Ask any person to describe their experience with digital health technology, and they’re likely to use adjectives like complicated, frustrating, and impersonal. The current jumble of eHealth systems, silos and unintuitive applications – none of which can communicate with others – has created a consumer experience that pales in comparison to the user-friendly practices of other industries. Banking, transit and e-commerce have all prioritized the consumer with holistic platforms that offer a seamless and genuinely positive experience.
An annual survey conducted by Cedar found that 49% of healthcare consumers want their digital healthcare experience to be smoother and more like Netflix, Amazon or Uber. Where other industries offer personalized and engaging technology, healthcare falls short, but investing in the right patient engagement tools that deliver tailored experiences will help counter rising expectations.
These are the three changes healthcare technology needs to make to replicate Amazon-, Uber-, or Venmo-like healthcare experiences that most accurately help digitally replicate the humanized interactions patients desire:
Create an inclusive infrastructure
The digital healthcare ecosystem has reached the point of complexity we know today due to a lack of interoperability. As solutions work in a silo, patients are forced to manage multiple applications and web portals for each element of their care. A recent study by the IQVIA Institute found that consumer app stores offer more than 350,000 health-related apps, with an average of 250 new apps launching every day.
To reduce this complexity, digital platforms need an integrative infrastructure with open APIs. Recent legislation, like the final rule on interoperability and patient access, is helping to encourage cross-platform data sharing, but the ecosystem is so crowded that it will take years to achieve the level of interoperability consumers want. Implementing a more inclusive infrastructure will consolidate data and provide a unified view of the patient, resulting in a more positive digital experience.
Personalization of the experience
An inclusive infrastructure will unleash the power of data and enable “deep personalization”. For example, Amazon drives engagement by tracking past orders and predicting what its users may want to order next. Spotify can recommend songs to listen to based on previously listened playlists. Technology platforms need to gather information about the user to customize the UX and UI, which will help inform other aspects of the technology. How companies obtain and strategically use this information will determine the quality of the user experience.
Healthcare organizations are improving their personalization methods by sharing user data from wearables, EHR, entitlements and patient health goals combined to inform their presented unique user experiences. Using bits of data from different areas of patients’ lives that are already being collected will enable the humanized experience through implementation rather than adding more steps to the process.

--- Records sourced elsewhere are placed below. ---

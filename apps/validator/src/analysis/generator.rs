//! Report generation: prompt → LLM → clean → parse, retried as a whole.
//!
//! Each attempt leaves debug entries in the job's progress log so a failed or
//! surprising analysis can be inspected through the job-logs endpoint.

use std::sync::Arc;

use serde_json::json;
use tracing::warn;
use uuid::Uuid;

use crate::analysis::models::AnalysisReport;
use crate::analysis::parser::{clean_llm_output, parse_report};
use crate::analysis::prompts::ANALYSIS_PROMPT_TEMPLATE;
use crate::errors::PipelineError;
use crate::llm_client::prompts::EVIDENCE_INSTRUCTION;
use crate::llm_client::{LlmError, TextCompletion};
use crate::progress::{preview, ProgressLog, Step};
use crate::retry::{retry_with_backoff, RetryPolicy};

const PREVIEW_CHARS: usize = 1000;

/// The overall score the model reports is kept as-is; a larger drift from the
/// weighted section scores than this is only logged.
const SCORE_DRIFT_WARNING: f64 = 1.0;

pub struct ReportGenerator {
    llm: Arc<dyn TextCompletion>,
    progress: ProgressLog,
    retry: RetryPolicy,
}

impl ReportGenerator {
    pub fn new(llm: Arc<dyn TextCompletion>, progress: ProgressLog) -> Self {
        Self {
            llm,
            progress,
            retry: RetryPolicy::default(),
        }
    }

    pub fn with_retry_policy(mut self, retry: RetryPolicy) -> Self {
        self.retry = retry;
        self
    }

    /// Produces a structured report for the résumé text against the job description.
    ///
    /// Returns `PipelineError::Generation` once every attempt has failed; a partial
    /// report is never returned.
    pub async fn generate(
        &self,
        job_id: Uuid,
        resume_text: &str,
        job_description: &str,
    ) -> Result<AnalysisReport, PipelineError> {
        let prompt = build_prompt(resume_text, job_description);
        let prompt = prompt.as_str();

        retry_with_backoff(&self.retry, "generate_report", move |attempt| {
            self.attempt(job_id, attempt, prompt, resume_text, job_description)
        })
        .await
        .map_err(|e| PipelineError::Generation(e.to_string()))
    }

    async fn attempt(
        &self,
        job_id: Uuid,
        attempt: u32,
        prompt: &str,
        resume_text: &str,
        job_description: &str,
    ) -> Result<AnalysisReport, LlmError> {
        self.progress
            .record(
                job_id,
                Step::GenerateReportInput,
                format!("Sending analysis prompt (attempt {attempt})"),
                Some(json!({
                    "attempt": attempt,
                    "resume_text_preview": preview(resume_text, PREVIEW_CHARS),
                    "job_description_preview": preview(job_description, PREVIEW_CHARS),
                })),
            )
            .await;

        let raw = match self.llm.complete(prompt).await {
            Ok(raw) => raw,
            Err(e) => {
                self.progress
                    .record(
                        job_id,
                        Step::GenerateReportError,
                        format!("Report generation attempt {attempt} failed"),
                        Some(json!({ "attempt": attempt, "error": e.to_string() })),
                    )
                    .await;
                return Err(e);
            }
        };

        let cleaned = clean_llm_output(&raw);
        self.progress
            .record(
                job_id,
                Step::GenerateReportOutput,
                "Received analysis from LLM",
                Some(json!({
                    "output_length": cleaned.len(),
                    "output_preview": preview(&cleaned, PREVIEW_CHARS),
                })),
            )
            .await;

        if cleaned.is_empty() {
            self.progress
                .record(
                    job_id,
                    Step::GenerateReportError,
                    format!("Report generation attempt {attempt} returned only headings"),
                    Some(json!({ "attempt": attempt })),
                )
                .await;
            return Err(LlmError::EmptyContent);
        }

        let report = parse_report(&cleaned);
        let weighted = report.weighted_overall_score();
        if (weighted - report.overall_score).abs() > SCORE_DRIFT_WARNING {
            warn!(
                job_id = %job_id,
                reported = report.overall_score,
                weighted,
                "Overall score differs from the weighted section scores"
            );
        }

        self.progress
            .record(
                job_id,
                Step::GenerateReportParsed,
                "Parsed analysis report",
                Some(json!({
                    "report": serde_json::to_value(&report).unwrap_or_default(),
                    "weighted_overall_score": weighted,
                })),
            )
            .await;

        Ok(report)
    }
}

fn build_prompt(resume_text: &str, job_description: &str) -> String {
    ANALYSIS_PROMPT_TEMPLATE
        .replace("{evidence_instruction}", EVIDENCE_INSTRUCTION)
        .replace("{resume_text}", resume_text)
        .replace("{job_description}", job_description)
}
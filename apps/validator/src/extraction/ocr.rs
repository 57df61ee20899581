//! Page rasterization and OCR backends.
//!
//! Production backends shell out to poppler's `pdftoppm` and the `tesseract` CLI
//! (`apt install poppler-utils tesseract-ocr`); page counting uses lopdf.

use std::path::{Path, PathBuf};
use std::process::Output;

use async_trait::async_trait;
use thiserror::Error;
use tokio::process::Command;
use tracing::debug;

#[derive(Debug, Error)]
pub enum ExtractError {
    #[error("Failed to run {tool}: {source}")]
    Spawn {
        tool: &'static str,
        #[source]
        source: std::io::Error,
    },

    #[error("{tool} exited with {status}: {stderr}")]
    Tool {
        tool: &'static str,
        status: String,
        stderr: String,
    },

    #[error("PDF error: {0}")]
    Pdf(String),

    #[error("I/O error: {0}")]
    Io(#[from] std::io::Error),
}

#[async_trait]
pub trait PageRasterizer: Send + Sync {
    async fn page_count(&self, pdf: &Path) -> Result<usize, ExtractError>;

    /// Renders page `page` (1-based) to an image inside `out_dir`.
    /// `Ok(None)` means the tool ran but produced no image.
    async fn rasterize(
        &self,
        pdf: &Path,
        page: usize,
        dpi: u32,
        out_dir: &Path,
    ) -> Result<Option<PathBuf>, ExtractError>;
}

#[async_trait]
pub trait OcrEngine: Send + Sync {
    async fn recognize(&self, image: &Path) -> Result<String, ExtractError>;
}

// ────────────────────────────────────────────────────────────────────────────
// poppler
// ────────────────────────────────────────────────────────────────────────────

pub struct PopplerRasterizer;

#[async_trait]
impl PageRasterizer for PopplerRasterizer {
    async fn page_count(&self, pdf: &Path) -> Result<usize, ExtractError> {
        let pdf = pdf.to_path_buf();
        tokio::task::spawn_blocking(move || {
            lopdf::Document::load(&pdf)
                .map(|doc| doc.get_pages().len())
                .map_err(|e| ExtractError::Pdf(e.to_string()))
        })
        .await
        .map_err(|e| ExtractError::Pdf(format!("page count task failed: {e}")))?
    }

    async fn rasterize(
        &self,
        pdf: &Path,
        page: usize,
        dpi: u32,
        out_dir: &Path,
    ) -> Result<Option<PathBuf>, ExtractError> {
        let prefix = out_dir.join(format!("page-{page}"));
        let page_arg = page.to_string();

        let output = Command::new("pdftoppm")
            .arg("-png")
            .args(["-r", &dpi.to_string()])
            .args(["-f", &page_arg, "-l", &page_arg])
            .arg("-singlefile")
            .arg(pdf)
            .arg(&prefix)
            .output()
            .await
            .map_err(|source| ExtractError::Spawn {
                tool: "pdftoppm",
                source,
            })?;
        check_status("pdftoppm", &output)?;

        // -singlefile writes exactly `<prefix>.png`
        let image = prefix.with_extension("png");
        if tokio::fs::try_exists(&image).await? {
            Ok(Some(image))
        } else {
            Ok(None)
        }
    }
}

// ────────────────────────────────────────────────────────────────────────────
// tesseract
// ────────────────────────────────────────────────────────────────────────────

/// Tesseract with LSTM engine (`--oem 3`) and single uniform block segmentation (`--psm 6`).
pub struct TesseractOcr;

#[async_trait]
impl OcrEngine for TesseractOcr {
    async fn recognize(&self, image: &Path) -> Result<String, ExtractError> {
        let output = Command::new("tesseract")
            .arg(image)
            .arg("stdout")
            .args(["--oem", "3", "--psm", "6"])
            .output()
            .await
            .map_err(|source| ExtractError::Spawn {
                tool: "tesseract",
                source,
            })?;
        check_status("tesseract", &output)?;

        let text = String::from_utf8_lossy(&output.stdout).into_owned();
        debug!("tesseract read {} characters from {}", text.len(), image.display());
        Ok(text)
    }
}

fn check_status(tool: &'static str, output: &Output) -> Result<(), ExtractError> {
    if output.status.success() {
        return Ok(());
    }
    Err(ExtractError::Tool {
        tool,
        status: output.status.to_string(),
        stderr: String::from_utf8_lossy(&output.stderr).trim().to_string(),
    })
}
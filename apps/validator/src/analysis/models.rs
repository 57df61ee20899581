use serde::{Deserialize, Serialize};

/// Default for candidate fields the model did not report.
pub const NOT_PROVIDED: &str = "Not provided";
/// Default for section text fields the model did not report.
pub const NOT_FOUND: &str = "Not found";

/// The four scored evaluation categories, in report order.
#[derive(Debug, Clone, Copy, PartialEq, Eq, Hash, Serialize, Deserialize)]
pub enum SectionKind {
    SkillMatch,
    WorkExperience,
    RelevantProjects,
    Education,
}

impl SectionKind {
    pub const ALL: [SectionKind; 4] = [
        SectionKind::SkillMatch,
        SectionKind::WorkExperience,
        SectionKind::RelevantProjects,
        SectionKind::Education,
    ];

    /// Human-readable category name, also the header text without the colon.
    pub fn title(&self) -> &'static str {
        match self {
            SectionKind::SkillMatch => "Skill Match",
            SectionKind::WorkExperience => "Work Experience",
            SectionKind::RelevantProjects => "Relevant Projects",
            SectionKind::Education => "Education",
        }
    }

    /// Weight of this category in the overall score.
    pub fn weight(&self) -> f64 {
        match self {
            SectionKind::SkillMatch => 0.3,
            SectionKind::WorkExperience => 0.2,
            SectionKind::RelevantProjects => 0.3,
            SectionKind::Education => 0.2,
        }
    }
}

/// Evaluation of one category.
#[derive(Debug, Clone, PartialEq, Serialize, Deserialize)]
pub struct SectionScore {
    pub matches: String,
    pub non_matches: String,
    pub summary: String,
    /// 0 – 100
    pub score: u8,
    pub enhancement_tips: String,
}

impl Default for SectionScore {
    fn default() -> Self {
        Self {
            matches: NOT_FOUND.to_string(),
            non_matches: NOT_FOUND.to_string(),
            summary: NOT_FOUND.to_string(),
            score: 0,
            enhancement_tips: NOT_FOUND.to_string(),
        }
    }
}

/// Contact details extracted from the résumé.
#[derive(Debug, Clone, PartialEq, Serialize, Deserialize)]
pub struct CandidateDetails {
    pub name: String,
    pub phone: String,
    pub email: String,
    pub linkedin: String,
    pub github: String,
}

impl Default for CandidateDetails {
    fn default() -> Self {
        Self {
            name: NOT_PROVIDED.to_string(),
            phone: NOT_PROVIDED.to_string(),
            email: NOT_PROVIDED.to_string(),
            linkedin: NOT_PROVIDED.to_string(),
            github: NOT_PROVIDED.to_string(),
        }
    }
}

/// Field labels used by the analysis template, in template order.
pub const CANDIDATE_LABELS: [&str; 5] = ["Name", "Phone Number", "Email", "LinkedIn", "GitHub"];

impl CandidateDetails {
    /// Template labels paired with their values, in template order.
    pub fn labeled(&self) -> [(&'static str, &str); 5] {
        [
            (CANDIDATE_LABELS[0], &self.name),
            (CANDIDATE_LABELS[1], &self.phone),
            (CANDIDATE_LABELS[2], &self.email),
            (CANDIDATE_LABELS[3], &self.linkedin),
            (CANDIDATE_LABELS[4], &self.github),
        ]
    }

    pub(crate) fn field_mut(&mut self, label: &str) -> Option<&mut String> {
        match label {
            "Name" => Some(&mut self.name),
            "Phone Number" => Some(&mut self.phone),
            "Email" => Some(&mut self.email),
            "LinkedIn" => Some(&mut self.linkedin),
            "GitHub" => Some(&mut self.github),
            _ => None,
        }
    }
}

/// Returns the value unless it is empty or the "Not provided" sentinel.
pub fn provided(value: &str) -> Option<&str> {
    let value = value.trim();
    if value.is_empty() || value.eq_ignore_ascii_case(NOT_PROVIDED) {
        None
    } else {
        Some(value)
    }
}

/// One `SectionScore` per category.
#[derive(Debug, Clone, Default, PartialEq, Serialize, Deserialize)]
pub struct Sections {
    #[serde(rename = "Skill Match")]
    pub skill_match: SectionScore,
    #[serde(rename = "Work Experience")]
    pub work_experience: SectionScore,
    #[serde(rename = "Relevant Projects")]
    pub relevant_projects: SectionScore,
    #[serde(rename = "Education")]
    pub education: SectionScore,
}

impl Sections {
    pub fn get(&self, kind: SectionKind) -> &SectionScore {
        match kind {
            SectionKind::SkillMatch => &self.skill_match,
            SectionKind::WorkExperience => &self.work_experience,
            SectionKind::RelevantProjects => &self.relevant_projects,
            SectionKind::Education => &self.education,
        }
    }

    pub fn get_mut(&mut self, kind: SectionKind) -> &mut SectionScore {
        match kind {
            SectionKind::SkillMatch => &mut self.skill_match,
            SectionKind::WorkExperience => &mut self.work_experience,
            SectionKind::RelevantProjects => &mut self.relevant_projects,
            SectionKind::Education => &mut self.education,
        }
    }
}

/// Structured result of one résumé evaluation.
///
/// Constructed with defaults, then overwritten field by field by the parser;
/// anything the model did not report keeps its default.
#[derive(Debug, Clone, PartialEq, Serialize, Deserialize)]
pub struct AnalysisReport {
    pub candidate_details: CandidateDetails,
    pub sections: Sections,
    pub overall_summary: String,
    /// 0.0 – 100.0, one decimal place.
    pub overall_score: f64,
}

impl Default for AnalysisReport {
    fn default() -> Self {
        Self {
            candidate_details: CandidateDetails::default(),
            sections: Sections::default(),
            overall_summary: NOT_FOUND.to_string(),
            overall_score: 0.0,
        }
    }
}

impl AnalysisReport {
    /// Weighted overall score recomputed from the section scores, one decimal place.
    ///
    /// Skills 30%, Work Experience 20%, Relevant Projects 30%, Education 20%.
    pub fn weighted_overall_score(&self) -> f64 {
        let total: f64 = SectionKind::ALL
            .iter()
            .map(|kind| f64::from(self.sections.get(*kind).score) * kind.weight())
            .sum();
        round_one_decimal(total)
    }
}

pub(crate) fn round_one_decimal(value: f64) -> f64 {
    (value * 10.0).round() / 10.0
}
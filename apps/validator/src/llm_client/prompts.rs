// Cross-cutting prompt fragments shared by every LLM call.
// The analysis prompt itself lives in analysis/prompts.rs.

/// System prompt for résumé analysis: plain prose in the requested template.
pub const ANALYSIS_SYSTEM: &str = "You are a precise HR screening assistant. \
    You evaluate resumes against job descriptions for staffing decisions. \
    Respond in plain text only, following the requested format exactly. \
    Do NOT use Markdown headings, bold markers or code fences. \
    Do NOT include explanations or apologies outside the requested format.";

/// Instruction appended to analysis prompts to keep every claim tied to the inputs.
pub const EVIDENCE_INSTRUCTION: &str = "\
    CRITICAL: Every match, gap and score rationale must cite specific evidence from the \
    resume or the job description. Do NOT invent employers, projects, dates or skills. \
    If the resume does not mention something, treat it as missing.";
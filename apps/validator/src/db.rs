use anyhow::Result;
use sqlx::postgres::PgPoolOptions;
use sqlx::PgPool;
use tracing::info;

/// Creates and returns a PostgreSQL connection pool.
pub async fn create_pool(database_url: &str) -> Result<PgPool> {
    info!("Connecting to PostgreSQL...");

    let pool = PgPoolOptions::new()
        .max_connections(10)
        .connect(database_url)
        .await?;

    info!("PostgreSQL connection pool established");
    Ok(pool)
}
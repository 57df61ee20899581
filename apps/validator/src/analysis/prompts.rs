// Prompt template for the single résumé-vs-job-description analysis call.
// The output template below is what `parser::parse_report` reads back, so the
// header lines and field labels must stay in sync with the parser's markers.

/// Analysis prompt template.
/// Replace: {evidence_instruction}, {resume_text}, {job_description}
pub const ANALYSIS_PROMPT_TEMPLATE: &str = r#"Analyze the following resume against the job description and provide a detailed suitability report for HR staffing purposes. The report must be structured, clear and concise. Do not use asterisks (**) or Markdown headings (#) anywhere. Validate the candidate's skills, experience and education with high specificity: name the exact skills used in named projects and the concrete contributions made. Explain the scoring rationale for each section, tying it to evidence from the resume and the job description, and suggest precise, actionable ways to raise the candidate's score.

{evidence_instruction}

1. Candidate Details:
   - Extract Name, Phone Number, Email, LinkedIn URL and GitHub URL from the resume. If a value is not found, write "Not provided".

2. Sectional Analysis (Skill Match, Work Experience, Relevant Projects, Education):
   - Matches: items from the job description that the resume satisfies, each with its evidence.
   - Non-Matches: key items from the job description missing from the resume, each with an explanation.
   - Summary: a specific summary of alignment with strengths and gaps. Avoid vague phrases such as "good fit".
   - Score: a whole number out of 100.
     - Skill Match: 100 if all key skills match with evidence of use, 0 if none match, proportional otherwise.
     - Work Experience: 100 if duration and technology fully align, 0 if irrelevant.
     - Relevant Projects: 100 if projects directly match the job needs, 0 if none are relevant.
     - Education: 100 if requirements are fully met, 0 if irrelevant.
   - Enhancement Tips: specific, actionable improvements.
   Write each field on a single line.

3. Overall Summary and Score:
   - Summary: two or three evidence-based sentences on suitability from an HR perspective.
   - Overall Score: weighted average, (Skill Match * 0.3) + (Work Experience * 0.2) + (Relevant Projects * 0.3) + (Education * 0.2), as a number with one decimal place (e.g. 63.5).

Resume: {resume_text}
Job Description: {job_description}

Return the report in this exact format:
Candidate Details:
- Name: [Extracted Name]
- Phone Number: [Extracted Phone]
- Email: [Extracted Email]
- LinkedIn: [Extracted LinkedIn or Not provided]
- GitHub: [Extracted GitHub or Not provided]

Skill Match:
- Matches: [Matches with evidence]
- Non-Matches: [Missing items with explanation]
- Summary: [Evidence-based summary]
- Score: [Score]/100 - [Rationale]
- Enhancement Tips: [Suggestions]

Work Experience:
- Matches: [Matches with evidence]
- Non-Matches: [Missing items with explanation]
- Summary: [Evidence-based summary]
- Score: [Score]/100 - [Rationale]
- Enhancement Tips: [Suggestions]

Relevant Projects:
- Matches: [Matches with evidence]
- Non-Matches: [Missing items with explanation]
- Summary: [Evidence-based summary]
- Score: [Score]/100 - [Rationale]
- Enhancement Tips: [Suggestions]

Education:
- Matches: [Matches with evidence]
- Non-Matches: [Missing items with explanation]
- Summary: [Evidence-based summary]
- Score: [Score]/100 - [Rationale]
- Enhancement Tips: [Suggestions]

Overall Summary:
- [Concise, specific summary]
- Overall Score: [Weighted Score]/100"#;
use std::io::ErrorKind;
use std::path::{Path, PathBuf};

use serde_json::json;
use tracing::warn;
use uuid::Uuid;

use crate::errors::PipelineError;
use crate::progress::{ProgressLog, Step};

/// Local files created during one pipeline run.
///
/// `cleanup` removes them and logs the outcome. If a run is abandoned before
/// `cleanup` is reached, `Drop` removes whatever is still registered.
#[derive(Debug, Default)]
pub struct ScratchFiles {
    paths: Vec<PathBuf>,
}

impl ScratchFiles {
    pub fn new() -> Self {
        Self::default()
    }

    /// Tracks `path` for removal and hands it back.
    pub fn register(&mut self, path: PathBuf) -> PathBuf {
        self.paths.push(path.clone());
        path
    }

    pub fn paths(&self) -> &[PathBuf] {
        &self.paths
    }

    /// Removes every registered file. Files that were never created are ignored.
    /// Failures are logged as `cleanup_error` and never returned.
    pub async fn cleanup(mut self, job_id: Uuid, progress: &ProgressLog) {
        let paths = std::mem::take(&mut self.paths);
        progress
            .record(
                job_id,
                Step::Cleanup,
                "Cleaning up temporary files",
                Some(json!({ "files": paths.len() })),
            )
            .await;

        let mut failures = Vec::new();
        for path in &paths {
            if let Err(e) = remove(path).await {
                failures.push(e);
            }
        }

        if failures.is_empty() {
            progress
                .record(job_id, Step::Cleanup, "Temporary files removed successfully", None)
                .await;
            return;
        }

        for e in failures {
            warn!(job_id = %job_id, "{e}");
            progress
                .record(
                    job_id,
                    Step::CleanupError,
                    e.to_string(),
                    Some(json!({ "error": e.to_string() })),
                )
                .await;
        }
    }
}

async fn remove(path: &Path) -> Result<(), PipelineError> {
    match tokio::fs::remove_file(path).await {
        Ok(()) => Ok(()),
        Err(e) if e.kind() == ErrorKind::NotFound => Ok(()),
        Err(e) => Err(PipelineError::Cleanup(format!("{}: {e}", path.display()))),
    }
}

impl Drop for ScratchFiles {
    fn drop(&mut self) {
        for path in self.paths.drain(..) {
            let _ = std::fs::remove_file(&path);
        }
    }
}
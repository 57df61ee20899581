//! Per-job progress log.
//!
//! Every pipeline stage appends entries here; the job-logs endpoint reads them back in
//! insertion order. Recording never fails the caller: a store error is logged and dropped.

pub mod store;

use std::fmt;
use std::sync::Arc;

use chrono::{DateTime, Utc};
use serde::{Deserialize, Serialize};
use serde_json::Value;
use tracing::{info, warn};
use uuid::Uuid;

pub use store::{ProgressStore, ProgressStoreError, RedisProgressStore};

/// Step tag of a progress entry.
#[derive(Debug, Clone, Copy, PartialEq, Eq, Serialize, Deserialize)]
#[serde(rename_all = "snake_case")]
pub enum Step {
    Init,
    ResolveJobDescription,
    DownloadResume,
    ExtractText,
    GenerateReport,
    GenerateReportInput,
    GenerateReportOutput,
    GenerateReportParsed,
    GenerateReportError,
    EnsureCandidateRecord,
    CreateCandidate,
    SaveReportPdf,
    UploadReport,
    UploadError,
    UpdateJobCandidateStatus,
    Error,
    Cleanup,
    CleanupError,
}

impl Step {
    pub fn as_str(&self) -> &'static str {
        match self {
            Step::Init => "init",
            Step::ResolveJobDescription => "resolve_job_description",
            Step::DownloadResume => "download_resume",
            Step::ExtractText => "extract_text",
            Step::GenerateReport => "generate_report",
            Step::GenerateReportInput => "generate_report_input",
            Step::GenerateReportOutput => "generate_report_output",
            Step::GenerateReportParsed => "generate_report_parsed",
            Step::GenerateReportError => "generate_report_error",
            Step::EnsureCandidateRecord => "ensure_candidate_record",
            Step::CreateCandidate => "create_candidate",
            Step::SaveReportPdf => "save_report_pdf",
            Step::UploadReport => "upload_report",
            Step::UploadError => "upload_error",
            Step::UpdateJobCandidateStatus => "update_job_candidate_status",
            Step::Error => "error",
            Step::Cleanup => "cleanup",
            Step::CleanupError => "cleanup_error",
        }
    }
}

impl fmt::Display for Step {
    fn fmt(&self, f: &mut fmt::Formatter<'_>) -> fmt::Result {
        f.write_str(self.as_str())
    }
}

/// One timestamped step record in a job's execution log.
#[derive(Debug, Clone, PartialEq, Serialize, Deserialize)]
pub struct ProgressEntry {
    pub step: Step,
    pub message: String,
    /// Structured details; `{}` when the step carries none.
    pub data: Value,
    pub timestamp: DateTime<Utc>,
}

/// Key of the Redis list holding a job's entries.
pub fn log_key(job_id: Uuid) -> String {
    format!("job_logs:{job_id}")
}

/// Append-only progress log shared by all pipeline components.
#[derive(Clone)]
pub struct ProgressLog {
    store: Arc<dyn ProgressStore>,
}

impl ProgressLog {
    pub fn new(store: Arc<dyn ProgressStore>) -> Self {
        Self { store }
    }

    /// Appends one entry for `job_id` and mirrors it to the tracing log.
    pub async fn record(
        &self,
        job_id: Uuid,
        step: Step,
        message: impl Into<String>,
        data: Option<Value>,
    ) {
        let entry = ProgressEntry {
            step,
            message: message.into(),
            data: data.unwrap_or_else(|| Value::Object(Default::default())),
            timestamp: Utc::now(),
        };

        info!(job_id = %job_id, step = %step, "{}", entry.message);

        let encoded = match serde_json::to_string(&entry) {
            Ok(encoded) => encoded,
            Err(e) => {
                warn!(job_id = %job_id, step = %step, "Failed to encode progress entry: {e}");
                return;
            }
        };

        if let Err(e) = self.store.append(&log_key(job_id), encoded).await {
            warn!(job_id = %job_id, step = %step, "Failed to store progress entry: {e}");
        }
    }

    /// Returns all entries for `job_id` in insertion order.
    pub async fn entries(&self, job_id: Uuid) -> Result<Vec<ProgressEntry>, ProgressStoreError> {
        let raw = self.store.range(&log_key(job_id)).await?;
        Ok(raw
            .iter()
            .filter_map(|line| match serde_json::from_str::<ProgressEntry>(line) {
                Ok(entry) => Some(entry),
                Err(e) => {
                    warn!(job_id = %job_id, "Skipping undecodable progress entry: {e}");
                    None
                }
            })
            .collect())
    }
}

/// Truncates `text` to at most `max_chars` characters for log previews.
pub fn preview(text: &str, max_chars: usize) -> String {
    text.chars().take(max_chars).collect()
}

Technology is meant to act as a enabler, and while healthcare as a whole is lagging behind, the industry is slowly implementing personalized strategies that improve engagement. The data silos that historically limited cross-platform data sharing are beginning to fall, and data from traditional EHR can help create a resilient user personality. Open-architecture platforms that can leverage this EHR data will truly unlock the next generation of digital experiences. The largest EHR provider in the US, Epic, recently took a major step towards a more interoperable healthcare ecosystem when it agreed to join the Trusted Exchange Framework and Common Agreement (TEFCA), an initiative promoted by the Department of Health and Human Services (HHS) to set up a nationwide data sharing network. Similar endorsement of the new laws by health tech actors will support the data sharing we need to build a truly patient-centric health ecosystem.
Build around consumer expectations
The aforementioned platforms like Amazon set the bar extremely high for consumer experience. Well, consumer expect the same level of personalized, high-quality experience in every digital interaction, across all industries.
A HealthMine Health Plan Intelligence Survey found that 90% of health plan members have access to a membership portal, but only 21% of them use the portal regularly. This lack of engagement is likely due to confusing navigation, general unhelpfulness, or poor incentives. But pioneers in the consumer tech world have devised a tried-and-true blueprint to engage consumers and meet—or exceed—their expectations.
As Netflix evolved its model from a DVD mail order company to a direct-to-consumer streaming platform, it completely revolutionized the industry and was a masterful strategy for reaching its customers across multiple touchpoints – smartphones, smart TVs, and tablets. Health tech can take a page out of the Netflix playbook and deserve its place on the home screen of a customer’s smartphone. This requires consistent engagement between healthcare providers and their patients, and not on an episodic basis. After waiting for DVDs to arrive one by one in the mail, the move to streaming fundamentally changed the way users interacted with Netflix. If a consumer could access their health information, or even connect “on demand” with a provider, it would dramatically change the way they think about and interact with their care.
Through personalization, consideration of the consumer experience and an open architecture, developers in health technology can help the industry to fulfill the digital experiences that consumers expect. By bringing the “Netflix experience” to healthcare and modernizing our ecosystem, we can make the patient experience easier and more accessible. Humanizing touchpoints where patients would previously have had a face-to-face encounter will help normalize digital interactions. This accessibility, in turn, leads to increased engagement, which can contribute to more positive patient outcomes.